[[ Recorded data open ]]

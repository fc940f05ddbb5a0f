//! Coordinator - the single writer of a session's task state
//!
//! Workers run in a `JoinSet` and report back through `join_next`. The
//! coordinator reacts to each result, updates state, publishes events and
//! dispatches whatever became runnable. Nothing polls.

use futures::FutureExt;
use std::any::Any;
use std::collections::HashSet;
use std::panic::AssertUnwindSafe;
use std::sync::Arc;
use std::time::Duration;
use tokio::task::{JoinError, JoinSet};
use tokio_util::sync::CancellationToken;
use tracing::{debug, error, info, info_span, warn, Instrument};

use super::handle::SessionContext;
use super::retry::RetryPolicy;
use crate::config::OrchestrationConfig;
use crate::executor::{ExecutionError, ExecutionRequest, TaskExecutor, TaskOutput};
use crate::model::{OrchestrationTask, SessionStatus, TaskId, TaskStatus};
use crate::stream::OrchestrationEvent;

/// What a worker reports once it stops trying
struct WorkerResult {
    task_id: TaskId,
    attempts: u32,
    outcome: WorkerOutcome,
}

enum WorkerOutcome {
    Succeeded(TaskOutput),
    Failed(ExecutionError),
    TimedOut(Duration),
    Cancelled,
    Panicked(String),
}

pub(super) struct Coordinator {
    ctx: Arc<SessionContext>,
    executor: Arc<dyn TaskExecutor>,
    config: Arc<OrchestrationConfig>,
    retry: RetryPolicy,
    workers: JoinSet<WorkerResult>,
    in_flight: HashSet<TaskId>,
    cancel_handled: bool,
}

impl Coordinator {
    pub(super) fn new(
        ctx: Arc<SessionContext>,
        executor: Arc<dyn TaskExecutor>,
        config: Arc<OrchestrationConfig>,
    ) -> Self {
        let retry = RetryPolicy::from_config(&config);
        Self {
            ctx,
            executor,
            config,
            retry,
            workers: JoinSet::new(),
            in_flight: HashSet::new(),
            cancel_handled: false,
        }
    }

    /// Drive the session to a terminal status
    pub(super) async fn run(mut self) -> SessionStatus {
        self.ctx.state.write().start();
        info!(
            session_id = %self.ctx.id,
            tasks = self.ctx.graph.len(),
            concurrency_limit = self.config.concurrency_limit,
            "Orchestration started"
        );

        self.promote_and_dispatch();

        while !self.workers.is_empty() {
            let cancel = self.ctx.cancel.clone();
            tokio::select! {
                _ = cancel.cancelled(), if !self.cancel_handled => {
                    self.on_cancel();
                }
                joined = self.workers.join_next() => {
                    match joined {
                        Some(Ok(result)) => self.on_worker_result(result),
                        Some(Err(err)) => self.on_join_error(err),
                        None => {}
                    }
                    self.promote_and_dispatch();
                }
            }
        }

        if self.ctx.cancel.is_cancelled() && !self.cancel_handled {
            self.on_cancel();
        }
        self.finalize()
    }

    /// Move Pending tasks to Ready or Blocked, then fill free slots
    fn promote_and_dispatch(&mut self) {
        if self.ctx.cancel.is_cancelled() {
            return;
        }

        let to_start: Vec<OrchestrationTask> = {
            let mut state = self.ctx.state.write();
            for id in self.ctx.graph.order() {
                if state.task_status(id) != Some(TaskStatus::Pending) {
                    continue;
                }
                let mut all_completed = true;
                let mut unsettled = false;
                let mut failed_dependency = None;
                for dep in self.ctx.graph.dependencies(id) {
                    match state.task_status(dep) {
                        Some(TaskStatus::Completed) => {}
                        Some(status) if status.is_terminal() => {
                            all_completed = false;
                            if failed_dependency.is_none() {
                                failed_dependency = Some((dep.clone(), status));
                            }
                        }
                        _ => {
                            all_completed = false;
                            unsettled = true;
                        }
                    }
                }

                if all_completed {
                    state.mark_ready(id);
                } else if !unsettled {
                    if let Some((dep, status)) = failed_dependency {
                        state.mark_blocked(id, blocked_reason(&dep, status));
                    }
                }
            }

            let slots = self
                .config
                .concurrency_limit
                .saturating_sub(self.in_flight.len());
            state
                .ids_with_status(TaskStatus::Ready)
                .into_iter()
                .take(slots)
                .filter_map(|id| state.mark_running(&id))
                .collect()
        };

        for task in to_start {
            self.spawn_worker(task);
        }
    }

    fn spawn_worker(&mut self, task: OrchestrationTask) {
        let running = self.ctx.usage.task_started();
        self.in_flight.insert(task.id.clone());
        debug!(session_id = %self.ctx.id, task_id = %task.id, running, "Dispatching task");

        self.ctx.streamer.publish(OrchestrationEvent::TaskStarted {
            task_id: task.id.clone(),
            task_type: task.task_type.clone(),
            name: task.name.clone(),
        });

        let policy = match task.max_retries {
            Some(max) => self.retry.clone().with_max_retries(max),
            None => self.retry.clone(),
        };
        let timeout = self.config.task_timeout(task.timeout_secs);
        let grace = self.config.cancel_grace();
        let span = info_span!("task", session_id = %self.ctx.id, task_id = %task.id);
        let request = ExecutionRequest {
            session_id: task.session_id,
            task_id: task.id,
            task_type: task.task_type,
            name: task.name,
            description: task.description,
            context: task.context,
            attempt: 0,
        };

        self.workers.spawn(
            run_worker(
                self.executor.clone(),
                request,
                self.ctx.cancel.child_token(),
                policy,
                timeout,
                grace,
            )
            .instrument(span),
        );
    }

    fn on_worker_result(&mut self, result: WorkerResult) {
        let WorkerResult {
            task_id,
            attempts,
            outcome,
        } = result;
        self.in_flight.remove(&task_id);
        self.ctx.usage.task_finished();

        match outcome {
            WorkerOutcome::Succeeded(output) => self.complete_task(&task_id, attempts, output),
            WorkerOutcome::Failed(err) => {
                self.fail_task(&task_id, TaskStatus::Failed, attempts, err.to_string())
            }
            WorkerOutcome::TimedOut(limit) => self.fail_task(
                &task_id,
                TaskStatus::TimedOut,
                attempts,
                format!("timed out after {:?}", limit),
            ),
            WorkerOutcome::Panicked(message) => self.fail_task(
                &task_id,
                TaskStatus::Failed,
                attempts,
                format!("executor panicked: {}", message),
            ),
            WorkerOutcome::Cancelled => {
                self.ctx
                    .state
                    .write()
                    .mark_cancelled(&task_id, Some(attempts), "cancelled while running");
                info!(session_id = %self.ctx.id, task_id = %task_id, "Task cancelled");
            }
        }
    }

    fn complete_task(&mut self, task_id: &str, attempts: u32, output: TaskOutput) {
        let late = self.ctx.cancel.is_cancelled();
        if late && !self.config.aggregate_late_results {
            self.ctx.state.write().mark_cancelled(
                task_id,
                Some(attempts),
                "result discarded after cancellation",
            );
            info!(session_id = %self.ctx.id, task_id, "Late result discarded");
            return;
        }

        let report = self.ctx.aggregator.aggregate(task_id, &output);

        // conflicts found while merging this output go out ahead of its completion
        for update in &report.conflicts {
            let conflict = update.conflict();
            warn!(
                session_id = %self.ctx.id,
                conflict_id = %conflict.id,
                path = %conflict.path,
                severity = ?conflict.severity,
                "Merge conflict detected"
            );
            self.ctx
                .streamer
                .publish(OrchestrationEvent::conflict_detected(conflict));
        }
        for resolved in &report.auto_resolved {
            self.ctx
                .streamer
                .publish(OrchestrationEvent::conflict_resolved(resolved));
        }

        let completed =
            self.ctx
                .state
                .write()
                .mark_completed(task_id, attempts, output.paths(), output.usage);

        if let Some(task) = completed {
            info!(
                session_id = %self.ctx.id,
                task_id,
                attempts,
                files = task.output_paths.len(),
                late,
                "Task completed"
            );
            self.ctx.streamer.publish(OrchestrationEvent::TaskCompleted {
                task_id: task.id,
                duration_ms: task.duration_ms.unwrap_or(0),
                attempts,
                output_paths: task.output_paths,
                usage: task.usage,
                late,
            });
        }
    }

    fn fail_task(&mut self, task_id: &str, status: TaskStatus, attempts: u32, error: String) {
        let blocked: Vec<TaskId> = {
            let mut state = self.ctx.state.write();
            if state
                .mark_failed(task_id, status, attempts, error.clone())
                .is_none()
            {
                return;
            }
            if self.config.continue_on_partial_failure {
                // dependents are blocked once all their dependencies settle
                Vec::new()
            } else {
                self.ctx
                    .graph
                    .transitive_dependents(task_id)
                    .into_iter()
                    .filter(|dep| state.mark_blocked(dep, blocked_reason(task_id, status)))
                    .collect()
            }
        };

        warn!(
            session_id = %self.ctx.id,
            task_id,
            status = ?status,
            attempts,
            error = %error,
            blocked = blocked.len(),
            "Task failed"
        );
        self.ctx.streamer.publish(OrchestrationEvent::TaskFailed {
            task_id: task_id.to_string(),
            status,
            error,
            attempts,
            blocked,
        });
    }

    fn on_join_error(&mut self, err: JoinError) {
        // panics are caught inside the worker, so this is an abort
        error!(session_id = %self.ctx.id, error = %err, "Worker ended without a result");
    }

    fn on_cancel(&mut self) {
        self.cancel_handled = true;
        let mut state = self.ctx.state.write();
        let mut cancelled = 0;
        for status in [TaskStatus::Pending, TaskStatus::Ready] {
            for id in state.ids_with_status(status) {
                if state.mark_cancelled(&id, None, "orchestration cancelled") {
                    cancelled += 1;
                }
            }
        }
        info!(
            session_id = %self.ctx.id,
            cancelled,
            running = self.in_flight.len(),
            "Cancellation requested, waiting for running tasks"
        );
    }

    fn finalize(self) -> SessionStatus {
        let cancelled = self.ctx.cancel.is_cancelled();
        let (status, session, open_conflicts) = {
            let mut state = self.ctx.state.write();
            let leftovers: Vec<(TaskId, TaskStatus, u32)> = state
                .tasks()
                .filter(|t| !t.status.is_terminal())
                .map(|t| (t.id.clone(), t.status, t.attempts))
                .collect();
            for (id, status, attempts) in leftovers {
                if status == TaskStatus::Running {
                    state.mark_failed(
                        &id,
                        TaskStatus::Failed,
                        attempts,
                        "worker ended without reporting a result".to_string(),
                    );
                } else if cancelled {
                    state.mark_cancelled(&id, None, "orchestration cancelled");
                } else {
                    state.mark_blocked(&id, "dependencies never completed".to_string());
                }
            }

            // read under the state lock so a concurrent resolve settles correctly
            let open_conflicts = self.ctx.aggregator.open_conflict_count();
            let status = if cancelled {
                SessionStatus::Cancelled
            } else if open_conflicts > 0 {
                SessionStatus::CompletedWithConflicts
            } else {
                SessionStatus::Completed
            };
            state.finish(status);
            (status, state.session().clone(), open_conflicts)
        };

        info!(
            session_id = %self.ctx.id,
            status = ?status,
            completed = session.completed_tasks,
            failed = session.failed_tasks,
            open_conflicts,
            peak_running = self.ctx.usage.peak_running(),
            "Orchestration finished"
        );
        self.ctx
            .streamer
            .publish(OrchestrationEvent::OrchestrationCompleted {
                status,
                total_tasks: session.total_tasks,
                completed_tasks: session.completed_tasks,
                failed_tasks: session.failed_tasks,
                open_conflicts,
                usage: session.usage,
                duration_ms: session.total_duration_ms(),
            });
        status
    }
}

[[ Recorded data closed ]]

### Problem requirements
Filter the entries down to the lines containing "slots". Copy each of those lines.

### Answer to this problem
    /// Move Pending tasks to Ready or Blocked, then fill free slots
            let slots = self
                .take(slots)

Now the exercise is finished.